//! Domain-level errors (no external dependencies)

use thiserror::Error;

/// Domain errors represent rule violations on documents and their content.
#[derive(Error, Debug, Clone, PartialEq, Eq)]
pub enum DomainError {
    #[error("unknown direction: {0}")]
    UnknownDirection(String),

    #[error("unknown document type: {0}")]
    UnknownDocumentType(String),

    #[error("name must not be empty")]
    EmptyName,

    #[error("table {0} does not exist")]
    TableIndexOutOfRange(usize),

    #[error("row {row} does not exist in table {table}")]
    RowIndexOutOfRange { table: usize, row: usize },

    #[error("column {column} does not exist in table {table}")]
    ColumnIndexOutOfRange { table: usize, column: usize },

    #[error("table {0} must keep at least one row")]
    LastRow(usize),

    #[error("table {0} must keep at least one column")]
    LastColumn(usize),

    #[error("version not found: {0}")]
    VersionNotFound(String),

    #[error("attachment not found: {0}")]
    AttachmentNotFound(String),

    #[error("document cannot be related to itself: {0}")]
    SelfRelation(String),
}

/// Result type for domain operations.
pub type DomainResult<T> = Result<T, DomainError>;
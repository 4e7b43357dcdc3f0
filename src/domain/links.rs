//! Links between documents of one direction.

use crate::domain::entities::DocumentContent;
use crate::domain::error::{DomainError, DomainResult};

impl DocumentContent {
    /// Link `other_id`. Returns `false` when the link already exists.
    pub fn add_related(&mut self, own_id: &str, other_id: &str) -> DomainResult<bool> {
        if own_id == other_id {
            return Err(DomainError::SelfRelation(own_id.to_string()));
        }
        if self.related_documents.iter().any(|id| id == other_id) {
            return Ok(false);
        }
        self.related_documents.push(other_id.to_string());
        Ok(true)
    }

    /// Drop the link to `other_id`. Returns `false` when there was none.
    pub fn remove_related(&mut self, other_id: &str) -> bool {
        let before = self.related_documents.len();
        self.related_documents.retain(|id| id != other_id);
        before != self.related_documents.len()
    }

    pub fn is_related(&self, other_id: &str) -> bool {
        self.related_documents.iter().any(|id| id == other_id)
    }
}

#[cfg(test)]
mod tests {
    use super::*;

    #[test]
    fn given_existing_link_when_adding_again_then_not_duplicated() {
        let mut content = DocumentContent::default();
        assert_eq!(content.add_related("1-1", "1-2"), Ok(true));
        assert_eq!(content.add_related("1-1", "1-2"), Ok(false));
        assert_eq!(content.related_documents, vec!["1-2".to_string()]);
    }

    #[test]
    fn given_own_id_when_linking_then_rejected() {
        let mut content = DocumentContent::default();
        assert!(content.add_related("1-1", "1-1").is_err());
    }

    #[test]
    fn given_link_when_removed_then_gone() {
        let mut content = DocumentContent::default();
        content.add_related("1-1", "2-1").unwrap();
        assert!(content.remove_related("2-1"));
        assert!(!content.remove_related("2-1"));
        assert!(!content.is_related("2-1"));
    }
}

==

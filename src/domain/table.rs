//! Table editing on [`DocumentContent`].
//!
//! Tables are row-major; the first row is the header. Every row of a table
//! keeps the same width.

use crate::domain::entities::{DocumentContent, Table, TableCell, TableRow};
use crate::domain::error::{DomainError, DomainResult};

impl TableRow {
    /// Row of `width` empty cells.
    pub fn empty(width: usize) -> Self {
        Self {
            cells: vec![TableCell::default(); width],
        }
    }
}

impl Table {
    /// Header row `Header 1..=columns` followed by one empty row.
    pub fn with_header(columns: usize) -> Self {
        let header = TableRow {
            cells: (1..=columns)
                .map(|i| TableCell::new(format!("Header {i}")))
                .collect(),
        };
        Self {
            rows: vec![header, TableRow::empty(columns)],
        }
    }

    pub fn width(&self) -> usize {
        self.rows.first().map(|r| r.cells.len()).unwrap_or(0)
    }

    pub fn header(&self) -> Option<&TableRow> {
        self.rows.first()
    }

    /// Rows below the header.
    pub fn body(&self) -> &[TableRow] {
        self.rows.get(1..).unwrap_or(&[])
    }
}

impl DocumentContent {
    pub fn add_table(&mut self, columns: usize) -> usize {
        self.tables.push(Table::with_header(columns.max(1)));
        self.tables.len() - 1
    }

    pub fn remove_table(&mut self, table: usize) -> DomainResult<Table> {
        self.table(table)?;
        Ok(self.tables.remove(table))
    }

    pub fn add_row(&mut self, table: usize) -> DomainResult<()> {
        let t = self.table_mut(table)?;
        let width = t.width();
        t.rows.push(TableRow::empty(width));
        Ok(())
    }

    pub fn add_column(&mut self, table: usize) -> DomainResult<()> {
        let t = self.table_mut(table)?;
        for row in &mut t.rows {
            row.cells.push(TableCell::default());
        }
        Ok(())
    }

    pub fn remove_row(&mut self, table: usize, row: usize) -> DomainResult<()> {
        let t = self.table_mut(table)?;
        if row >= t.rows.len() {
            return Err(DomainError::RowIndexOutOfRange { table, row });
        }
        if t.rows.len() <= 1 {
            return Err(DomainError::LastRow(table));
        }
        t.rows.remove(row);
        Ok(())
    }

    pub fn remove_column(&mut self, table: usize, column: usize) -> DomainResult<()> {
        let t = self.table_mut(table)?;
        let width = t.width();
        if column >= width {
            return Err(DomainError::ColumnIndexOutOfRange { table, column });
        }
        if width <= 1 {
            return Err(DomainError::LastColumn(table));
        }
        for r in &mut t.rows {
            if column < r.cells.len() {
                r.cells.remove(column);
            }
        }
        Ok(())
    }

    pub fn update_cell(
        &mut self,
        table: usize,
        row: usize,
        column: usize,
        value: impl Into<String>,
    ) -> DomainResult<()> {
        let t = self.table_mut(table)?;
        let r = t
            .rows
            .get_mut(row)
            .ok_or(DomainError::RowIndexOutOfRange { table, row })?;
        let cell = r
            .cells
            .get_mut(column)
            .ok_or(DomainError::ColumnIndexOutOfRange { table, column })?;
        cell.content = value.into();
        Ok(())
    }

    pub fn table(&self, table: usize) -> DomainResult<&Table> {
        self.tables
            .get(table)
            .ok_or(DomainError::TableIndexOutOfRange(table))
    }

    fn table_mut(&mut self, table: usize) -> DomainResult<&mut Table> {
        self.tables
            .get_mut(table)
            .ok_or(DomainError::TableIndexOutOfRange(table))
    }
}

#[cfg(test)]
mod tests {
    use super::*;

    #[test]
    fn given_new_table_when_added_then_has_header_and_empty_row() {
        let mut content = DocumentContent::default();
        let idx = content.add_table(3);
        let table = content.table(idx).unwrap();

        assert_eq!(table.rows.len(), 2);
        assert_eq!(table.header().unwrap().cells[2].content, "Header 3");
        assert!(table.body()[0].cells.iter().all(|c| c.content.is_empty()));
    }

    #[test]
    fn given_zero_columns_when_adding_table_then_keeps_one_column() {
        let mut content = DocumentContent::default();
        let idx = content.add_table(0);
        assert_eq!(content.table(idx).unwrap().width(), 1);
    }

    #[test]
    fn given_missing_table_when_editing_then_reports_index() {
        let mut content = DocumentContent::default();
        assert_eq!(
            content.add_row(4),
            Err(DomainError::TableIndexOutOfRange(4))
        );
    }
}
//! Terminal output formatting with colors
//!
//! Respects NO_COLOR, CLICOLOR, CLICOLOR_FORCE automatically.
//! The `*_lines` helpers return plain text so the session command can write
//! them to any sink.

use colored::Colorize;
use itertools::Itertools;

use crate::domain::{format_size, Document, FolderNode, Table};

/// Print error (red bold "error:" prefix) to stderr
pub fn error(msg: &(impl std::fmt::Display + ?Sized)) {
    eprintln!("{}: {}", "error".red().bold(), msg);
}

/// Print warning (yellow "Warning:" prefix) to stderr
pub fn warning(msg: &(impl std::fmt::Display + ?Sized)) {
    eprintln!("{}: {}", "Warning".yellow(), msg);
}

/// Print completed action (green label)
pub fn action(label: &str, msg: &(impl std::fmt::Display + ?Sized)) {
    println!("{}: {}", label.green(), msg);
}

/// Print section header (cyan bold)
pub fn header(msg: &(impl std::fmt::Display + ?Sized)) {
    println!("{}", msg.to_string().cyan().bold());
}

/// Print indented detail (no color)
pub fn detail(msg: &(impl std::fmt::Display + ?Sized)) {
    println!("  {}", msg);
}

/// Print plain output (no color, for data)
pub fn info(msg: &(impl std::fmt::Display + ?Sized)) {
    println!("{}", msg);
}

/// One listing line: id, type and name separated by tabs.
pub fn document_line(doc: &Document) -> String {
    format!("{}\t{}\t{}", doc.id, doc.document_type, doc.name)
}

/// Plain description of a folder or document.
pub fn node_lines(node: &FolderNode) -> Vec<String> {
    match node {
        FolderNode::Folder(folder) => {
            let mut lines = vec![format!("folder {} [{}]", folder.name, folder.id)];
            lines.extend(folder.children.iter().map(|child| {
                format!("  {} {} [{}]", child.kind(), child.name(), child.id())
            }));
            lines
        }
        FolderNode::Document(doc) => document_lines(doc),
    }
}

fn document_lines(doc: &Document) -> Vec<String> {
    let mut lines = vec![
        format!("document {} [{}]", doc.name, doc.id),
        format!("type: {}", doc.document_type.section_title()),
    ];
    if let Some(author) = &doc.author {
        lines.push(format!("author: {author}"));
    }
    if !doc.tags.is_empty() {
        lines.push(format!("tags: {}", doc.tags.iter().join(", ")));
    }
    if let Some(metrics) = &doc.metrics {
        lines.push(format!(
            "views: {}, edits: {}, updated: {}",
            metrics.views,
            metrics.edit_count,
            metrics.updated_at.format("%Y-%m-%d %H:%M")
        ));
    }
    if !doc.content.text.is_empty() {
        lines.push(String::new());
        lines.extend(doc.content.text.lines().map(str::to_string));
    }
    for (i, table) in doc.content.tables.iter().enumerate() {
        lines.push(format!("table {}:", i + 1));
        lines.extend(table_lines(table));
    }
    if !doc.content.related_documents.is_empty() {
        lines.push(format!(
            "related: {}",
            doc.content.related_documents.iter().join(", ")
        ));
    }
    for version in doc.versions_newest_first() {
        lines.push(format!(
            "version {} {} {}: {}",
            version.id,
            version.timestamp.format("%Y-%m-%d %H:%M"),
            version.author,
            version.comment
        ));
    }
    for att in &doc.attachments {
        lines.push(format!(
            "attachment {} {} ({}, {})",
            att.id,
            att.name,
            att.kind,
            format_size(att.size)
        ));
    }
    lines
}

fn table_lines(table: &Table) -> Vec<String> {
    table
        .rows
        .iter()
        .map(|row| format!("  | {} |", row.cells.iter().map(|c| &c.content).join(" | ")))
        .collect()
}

* _AIM OF THE TASK_
Using the material above, transcribe exactly the lines from the line with "Err(DomainError::TableIndexOutOfRange(4))" to the line with "pub fn error(msg: &(impl"; both count, and nothing else goes in.

* _OUTPUT FOR THIS EXERCISE_
            Err(DomainError::TableIndexOutOfRange(4))
        );
    }
}
//! Terminal output formatting with colors
//!
//! Respects NO_COLOR, CLICOLOR, CLICOLOR_FORCE automatically.
//! The `*_lines` helpers return plain text so the session command can write
//! them to any sink.

use colored::Colorize;
use itertools::Itertools;

use crate::domain::{format_size, Document, FolderNode, Table};

/// Print error (red bold "error:" prefix) to stderr
pub fn error(msg: &(impl std::fmt::Display + ?Sized)) {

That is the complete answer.